Склоняясь к креплениям лыж, он глубоко вздохнул — большой клуб летнего воздуха, воздуха прошлого, вырвался из него, с горьким запахом лесной гари, с пресным запахом воды, грибным и ягодным запахом, запахом замшелых валунов после дождя, запахом раскаленных от солнечных лучей смолистых кедров. Отстегнув лыжи и выпрямившись, он вдохнул воздуха настоящего — морозного, перехватывающего дыхание, в котором как бы реяли иголочки льда; глоток такого воздуха отрезвляет пьяного и пьянит трезвого.
С лыжами на плече, короткими прыжками он спускался боком по съезжавшему вместе с ним склону, сквозь снежную пыль, вьющуюся с уступа над головой. На перекате торчали из льда валуны, точно коленки заснувшего Водяного. Наконец-то стремнина выговорилась и онемела; ее гомон не проникал сквозь лед и снежную обивку в высокую, высокомерную тишину, и если бы ему вдруг удалось пробиться сквозь лед, это был бы неуместный звук, словно шум транзистора в тихом соборе.
Цепочка собачьих следов уходила по склону вверх, но он не пошел по ним, а, перерезав их лыжней, спустился вниз по реке, к омуту. Нависшая над рекой, будто застывшая в падении буро-зеленая скала предохранила омут от заноса: лед покрывал тонкий слой сухого снега, будто пыль отшлифованную латунную пластину. Он смел снег лыжей, как делает мойщик окон, даже заглянул внутрь, в темную глубину, но огни были погашены, комнаты темны.
Он расчистил подходящее окошко во льду и посмотрел на горизонт — послезакатное свечение, как поминки на красных развалинах солнца, — и сказал про себя: «На час-другой еще хватит свечей… Нужно торопиться». Прибавив шагу, он вскоре появился возле хижи, где собаки приветствовали его радостным визгом и ритуальным танцем ловли хвоста. Хижа, втиснутая между толстыми соснами и зарослями можжевельника, не была завьюжена, от нее веяло домашним очагом. Поленницы соснового щепанца рядились вдоль стен; желтоватые, с темными проемами, они казались сотами диких пчел в распиленном дупле.
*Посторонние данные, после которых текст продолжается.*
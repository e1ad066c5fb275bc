use std::collections::BTreeSet;

use crate::domain::request::{AutoUpdate, BatchMessage, BatchOptions};
use crate::domain::value::{
    BatchId, DeliveryStatus, GroupId, InboundId, Msisdn, Timestamp,
};

/// A batch as stored by XMS.
#[derive(Debug, Clone, PartialEq, Eq)]
pub struct BatchResult {
    pub id: BatchId,
    pub recipients: Vec<Msisdn>,
    pub message: BatchMessage,
    pub options: BatchOptions,
    pub created_at: Option<Timestamp>,
    pub modified_at: Option<Timestamp>,
    pub canceled: bool,
}

/// Payload of a mobile originated message.
#[derive(Debug, Clone, PartialEq, Eq)]
pub enum InboundMessage {
    Text {
        body: String,
        keyword: Option<String>,
    },
    Binary {
        body: Vec<u8>,
        udh: Vec<u8>,
    },
}

/// A mobile originated (MO) message received by one of your numbers.
#[derive(Debug, Clone, PartialEq, Eq)]
pub struct Inbound {
    pub id: InboundId,
    pub sender: Msisdn,
    pub recipient: Msisdn,
    pub received_at: Timestamp,
    pub sent_at: Option<Timestamp>,
    pub operator_id: Option<String>,
    pub client_reference: Option<String>,
    pub message: InboundMessage,
}

#[derive(Debug, Clone, Copy, PartialEq, Eq, Hash)]
pub enum MessageChannel {
    Sms,
    Mms,
}

/// Recipients sharing one delivery status within a batch report.
#[derive(Debug, Clone, PartialEq, Eq)]
pub struct StatusBucket {
    pub code: i32,
    pub status: DeliveryStatus,
    pub count: u64,
    /// Only populated for `full` reports.
    pub recipients: Vec<Msisdn>,
}

#[derive(Debug, Clone, PartialEq, Eq)]
pub struct BatchDeliveryReport {
    pub channel: MessageChannel,
    pub batch_id: BatchId,
    pub total_message_count: u64,
    pub statuses: Vec<StatusBucket>,
    pub client_reference: Option<String>,
}

impl BatchDeliveryReport {
    /// Number of messages currently reported with `status`.
    pub fn count_for(&self, status: &DeliveryStatus) -> u64 {
        self.statuses
            .iter()
            .filter(|bucket| &bucket.status == status)
            .map(|bucket| bucket.count)
            .sum()
    }
}

#[derive(Debug, Clone, PartialEq, Eq)]
pub struct RecipientDeliveryReport {
    pub channel: MessageChannel,
    pub batch_id: BatchId,
    pub recipient: Msisdn,
    pub code: i32,
    pub status: DeliveryStatus,
    /// When the status was recorded by XMS.
    pub at: Timestamp,
    pub status_message: Option<String>,
    pub operator: Option<String>,
    pub operator_status_at: Option<Timestamp>,
    pub client_reference: Option<String>,
    pub encoding: Option<String>,
    pub number_of_message_parts: Option<u32>,
}

/// Anything XMS posts to a callback URL.
#[derive(Debug, Clone, PartialEq, Eq)]
pub enum Callback {
    Inbound(Inbound),
    BatchDeliveryReport(BatchDeliveryReport),
    RecipientDeliveryReport(RecipientDeliveryReport),
}

#[derive(Debug, Clone, PartialEq, Eq)]
pub struct GroupResult {
    pub id: GroupId,
    pub name: Option<String>,
    /// Number of members.
    pub size: u64,
    pub created_at: Option<Timestamp>,
    pub modified_at: Option<Timestamp>,
    pub child_groups: BTreeSet<GroupId>,
    pub auto_update: Option<AutoUpdate>,
}

#[derive(Debug, Clone, Default, PartialEq, Eq)]
pub struct Tags {
    pub tags: BTreeSet<String>,
}

/// Outcome of simulating a batch without sending it.
#[derive(Debug, Clone, PartialEq, Eq)]
pub struct DryRunResult {
    pub number_of_recipients: u64,
    pub number_of_messages: u64,
    pub per_recipient: Vec<DryRunRecipient>,
}

#[derive(Debug, Clone, PartialEq, Eq)]
pub struct DryRunRecipient {
    pub recipient: Msisdn,
    pub number_of_parts: u32,
    /// Body after parameter substitution.
    pub body: String,
    pub encoding: String,
}

/// One page of a listing.
#[derive(Debug, Clone, PartialEq, Eq)]
pub struct Page<T> {
    /// Zero-based page index.
    pub page: u32,
    /// Number of entries on this page.
    pub page_size: u32,
    /// Number of entries across all pages.
    pub total_size: u64,
    pub content: Vec<T>,
}

impl<T> Page<T> {
    /// Whether entries remain after this page.
    pub fn has_next(&self, requested_page_size: u32) -> bool {
        let seen = (u64::from(self.page) + 1) * u64::from(requested_page_size);
        requested_page_size > 0 && seen < self.total_size
    }
}
use std::collections::BTreeSet;

use serde::{Deserialize, Serialize};

use super::DecodingError;
use super::batch::msisdns_to_wire;
use super::wire::{format_timestamp, from_str, parse_optional_timestamp, required, validated};
use crate::domain::{
    AutoUpdate, DeliveryFeedback, GroupCreate, GroupId, GroupResult, GroupUpdate, KeywordPair,
    Msisdn, Tags, TagsUpdate,
};

const CHILD_GROUPS: &str = "child_groups";

#[derive(Debug, Clone, Default, Serialize, Deserialize)]
pub struct WireKeywordPair {
    #[serde(default, skip_serializing_if = "Option::is_none")]
    first_word: Option<String>,
    #[serde(default, skip_serializing_if = "Option::is_none")]
    second_word: Option<String>,
}

#[derive(Debug, Clone, Serialize, Deserialize)]
pub struct WireAutoUpdate {
    #[serde(default, skip_serializing_if = "Option::is_none")]
    to: Option<String>,
    #[serde(default, skip_serializing_if = "Option::is_none")]
    add: Option<WireKeywordPair>,
    #[serde(default, skip_serializing_if = "Option::is_none")]
    remove: Option<WireKeywordPair>,
}

#[derive(Debug, Clone, Serialize)]
pub struct WireGroupCreate {
    #[serde(skip_serializing_if = "Option::is_none")]
    name: Option<String>,
    #[serde(skip_serializing_if = "Vec::is_empty")]
    members: Vec<String>,
    #[serde(skip_serializing_if = "Vec::is_empty")]
    child_groups: Vec<String>,
    #[serde(skip_serializing_if = "Option::is_none")]
    auto_update: Option<WireAutoUpdate>,
    #[serde(skip_serializing_if = "BTreeSet::is_empty")]
    tags: BTreeSet<String>,
}

#[derive(Debug, Clone, Serialize)]
pub struct WireGroupUpdate {
    #[serde(skip_serializing_if = "Option::is_none")]
    name: Option<String>,
    #[serde(skip_serializing_if = "Vec::is_empty")]
    add: Vec<String>,
    #[serde(skip_serializing_if = "Vec::is_empty")]
    remove: Vec<String>,
    #[serde(skip_serializing_if = "Option::is_none")]
    add_from_group: Option<String>,
    #[serde(skip_serializing_if = "Option::is_none")]
    remove_from_group: Option<String>,
    #[serde(skip_serializing_if = "Option::is_none")]
    auto_update: Option<WireAutoUpdate>,
}

#[derive(Debug, Clone, Serialize, Deserialize)]
pub struct WireGroupResult {
    #[serde(default, skip_serializing_if = "Option::is_none")]
    id: Option<String>,
    #[serde(default, skip_serializing_if = "Option::is_none")]
    name: Option<String>,
    #[serde(default, skip_serializing_if = "Option::is_none")]
    size: Option<u64>,
    #[serde(default, skip_serializing_if = "Option::is_none")]
    created_at: Option<String>,
    #[serde(default, skip_serializing_if = "Option::is_none")]
    modified_at: Option<String>,
    #[serde(default, skip_serializing_if = "Vec::is_empty")]
    child_groups: Vec<String>,
    #[serde(default, skip_serializing_if = "Option::is_none")]
    auto_update: Option<WireAutoUpdate>,
}

/// Both arrays are always present, even when empty.
#[derive(Debug, Clone, Serialize, Deserialize)]
pub struct WireTagsUpdate {
    #[serde(default)]
    add: BTreeSet<String>,
    #[serde(default)]
    remove: BTreeSet<String>,
}

#[derive(Debug, Clone, Serialize, Deserialize)]
pub struct WireTags {
    #[serde(default)]
    tags: BTreeSet<String>,
}

#[derive(Debug, Clone, Serialize)]
pub struct WireDeliveryFeedback {
    recipients: Vec<String>,
}

pub fn encode_group_create(group: &GroupCreate) -> WireGroupCreate {
    WireGroupCreate {
        name: group.name.clone(),
        members: group
            .members
            .iter()
            .map(|member| member.as_str().to_owned())
            .collect(),
        child_groups: group_ids_to_wire(&group.child_groups),
        auto_update: group.auto_update.as_ref().map(auto_update_to_wire),
        tags: group.tags.clone(),
    }
}

pub fn encode_group_update(update: &GroupUpdate) -> WireGroupUpdate {
    WireGroupUpdate {
        name: update.name.clone(),
        add: update
            .member_insertions
            .iter()
            .map(|member| member.as_str().to_owned())
            .collect(),
        remove: update
            .member_removals
            .iter()
            .map(|member| member.as_str().to_owned())
            .collect(),
        add_from_group: update
            .add_from_group
            .as_ref()
            .map(|id| id.as_str().to_owned()),
        remove_from_group: update
            .remove_from_group
            .as_ref()
            .map(|id| id.as_str().to_owned()),
        auto_update: update.auto_update.as_ref().map(auto_update_to_wire),
    }
}

pub fn encode_group_result(group: &GroupResult) -> WireGroupResult {
    WireGroupResult {
        id: Some(group.id.as_str().to_owned()),
        name: group.name.clone(),
        size: Some(group.size),
        created_at: group.created_at.as_ref().map(format_timestamp),
        modified_at: group.modified_at.as_ref().map(format_timestamp),
        child_groups: group_ids_to_wire(&group.child_groups),
        auto_update: group.auto_update.as_ref().map(auto_update_to_wire),
    }
}

pub fn decode_group_result_json(json: &str) -> Result<GroupResult, DecodingError> {
    let wire: WireGroupResult = from_str(json)?;
    group_result_from_wire(wire)
}

pub(crate) fn group_result_from_wire(wire: WireGroupResult) -> Result<GroupResult, DecodingError> {
    let id = required(GroupId::FIELD, wire.id)?;
    let child_groups = wire
        .child_groups
        .into_iter()
        .map(|id| validated(CHILD_GROUPS, GroupId::new(id)))
        .collect::<Result<BTreeSet<_>, _>>()?;

    Ok(GroupResult {
        id: validated(GroupId::FIELD, GroupId::new(id))?,
        name: wire.name,
        size: required("size", wire.size)?,
        created_at: parse_optional_timestamp("created_at", wire.created_at)?,
        modified_at: parse_optional_timestamp("modified_at", wire.modified_at)?,
        child_groups,
        auto_update: wire.auto_update.map(auto_update_from_wire).transpose()?,
    })
}

pub fn encode_tags_update(update: &TagsUpdate) -> WireTagsUpdate {
    WireTagsUpdate {
        add: update.insertions().clone(),
        remove: update.removals().clone(),
    }
}

pub fn decode_tags_update_json(json: &str) -> Result<TagsUpdate, DecodingError> {
    let wire: WireTagsUpdate = from_str(json)?;
    validated("add", TagsUpdate::new(wire.add, wire.remove))
}

pub fn encode_tags(tags: &Tags) -> WireTags {
    WireTags {
        tags: tags.tags.clone(),
    }
}

pub fn decode_tags_json(json: &str) -> Result<Tags, DecodingError> {
    let wire: WireTags = from_str(json)?;
    Ok(Tags { tags: wire.tags })
}

pub fn encode_delivery_feedback(feedback: &DeliveryFeedback) -> WireDeliveryFeedback {
    WireDeliveryFeedback {
        recipients: msisdns_to_wire(feedback.recipients()),
    }
}

fn group_ids_to_wire(ids: &BTreeSet<GroupId>) -> Vec<String> {
    ids.iter().map(|id| id.as_str().to_owned()).collect()
}

fn keyword_pair_to_wire(pair: &KeywordPair) -> WireKeywordPair {
    WireKeywordPair {
        first_word: pair.first_word.clone(),
        second_word: pair.second_word.clone(),
    }
}

fn auto_update_to_wire(auto_update: &AutoUpdate) -> WireAutoUpdate {
    WireAutoUpdate {
        to: Some(auto_update.recipient().as_str().to_owned()),
        add: auto_update.add().map(keyword_pair_to_wire),
        remove: auto_update.remove().map(keyword_pair_to_wire),
    }
}

fn auto_update_from_wire(wire: WireAutoUpdate) -> Result<AutoUpdate, DecodingError> {
    let to = required(Msisdn::FIELD, wire.to)?;
    let mut auto_update = AutoUpdate::new(validated(Msisdn::FIELD, Msisdn::new(to))?);
    if let Some(add) = wire.add {
        auto_update = auto_update.on_add(KeywordPair {
            first_word: add.first_word,
            second_word: add.second_word,
        });
    }
    if let Some(remove) = wire.remove {
        auto_update = auto_update.on_remove(KeywordPair {
            first_word: remove.first_word,
            second_word: remove.second_word,
        });
    }
    Ok(auto_update)
}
После столь долгого, утомительного пути иные захотели бы — и такие нашлись бы, увидев это крошечное таежное капище, — поскорее забыть эти бесконечные колоннады тайги, закрыть белый цвет.
— Что такое желания? Это произвол над самим собой —
— Ха, ну и зима нынче! — проговорил он, явно путая термос с термометром. Затем достал из лабаза плоскую жестяную коробочку и щепкой выловил из термоса несколько водяных блох… — Холодновато, да? — подышал на едва шевелившихся насекомых. — Термос — это ваш Крым… Все до того намерзлись, только и норовят в Крым да на Золотые Пески… Да, так оно всегда: одни ищут для тела, другие для души — каждый свое…
Он подышал на водяных блох, чтобы они не замерзли по дороге из термоса в меховую рукавицу. Сунув термос на место и прихватив с собой кое-что из еды, спустился вниз.
Под стрехой отыскал секушу, короткую зимнюю удочку, самодельный бур и еще бледно-желтый бурак, украшенный рыбьей чешуей.
Когда он спустился к реке, зарево заката, замешенное на клюквенно-красном и морошково-желтом, заполнило просветы между кронами лесного массива на горизонте, как зарево пожара заполняет бойницы в крепостной стене. Но и он не терял времени — быстро встал на колени и пробурил лунку в нетолстом льду, какой бывает на быстрых таежных реках ранней зимой. Затем наживил водяную блоху и забросил леску в омут почти на самое дно… В подводном мире тоже есть хронические одиночки, отставшие от осеннего хода одиночные жировые хариусы, великие отшельники, которые предпочитают всеобщей осенней гонке, похожей скорее на паническое бегство, зимовку в задумчивой тишине глубоководья. Он ждал. Выжидал, пока рыбы, которых немного было в одном омуте, подойдут к наживке. Он рассуждал так: «Уж вы-то у себя на глубинке не станете толкаться из-за каждой упавшей в воду крошки. Не то что суматошные хапуги, носящиеся стаями по верховодью. Вы-то переждете… Кому выпадет — в данном случае кому не выпадет, — того счастье, а если счастья нет, тоже переждете… Уголки губ у вас опущены книзу, но это не от разочарования или беспомощности, скорее от невозможности изъясняться словами…» Он совершенно точно знал, что рыбы не немы, просто голоса в воде возникают и исчезают одновременно. Так что слова одной никогда не достигают другой рыбы, как порой слова одного человека не доходят до другого, застревая в еще более плотной среде безразличия.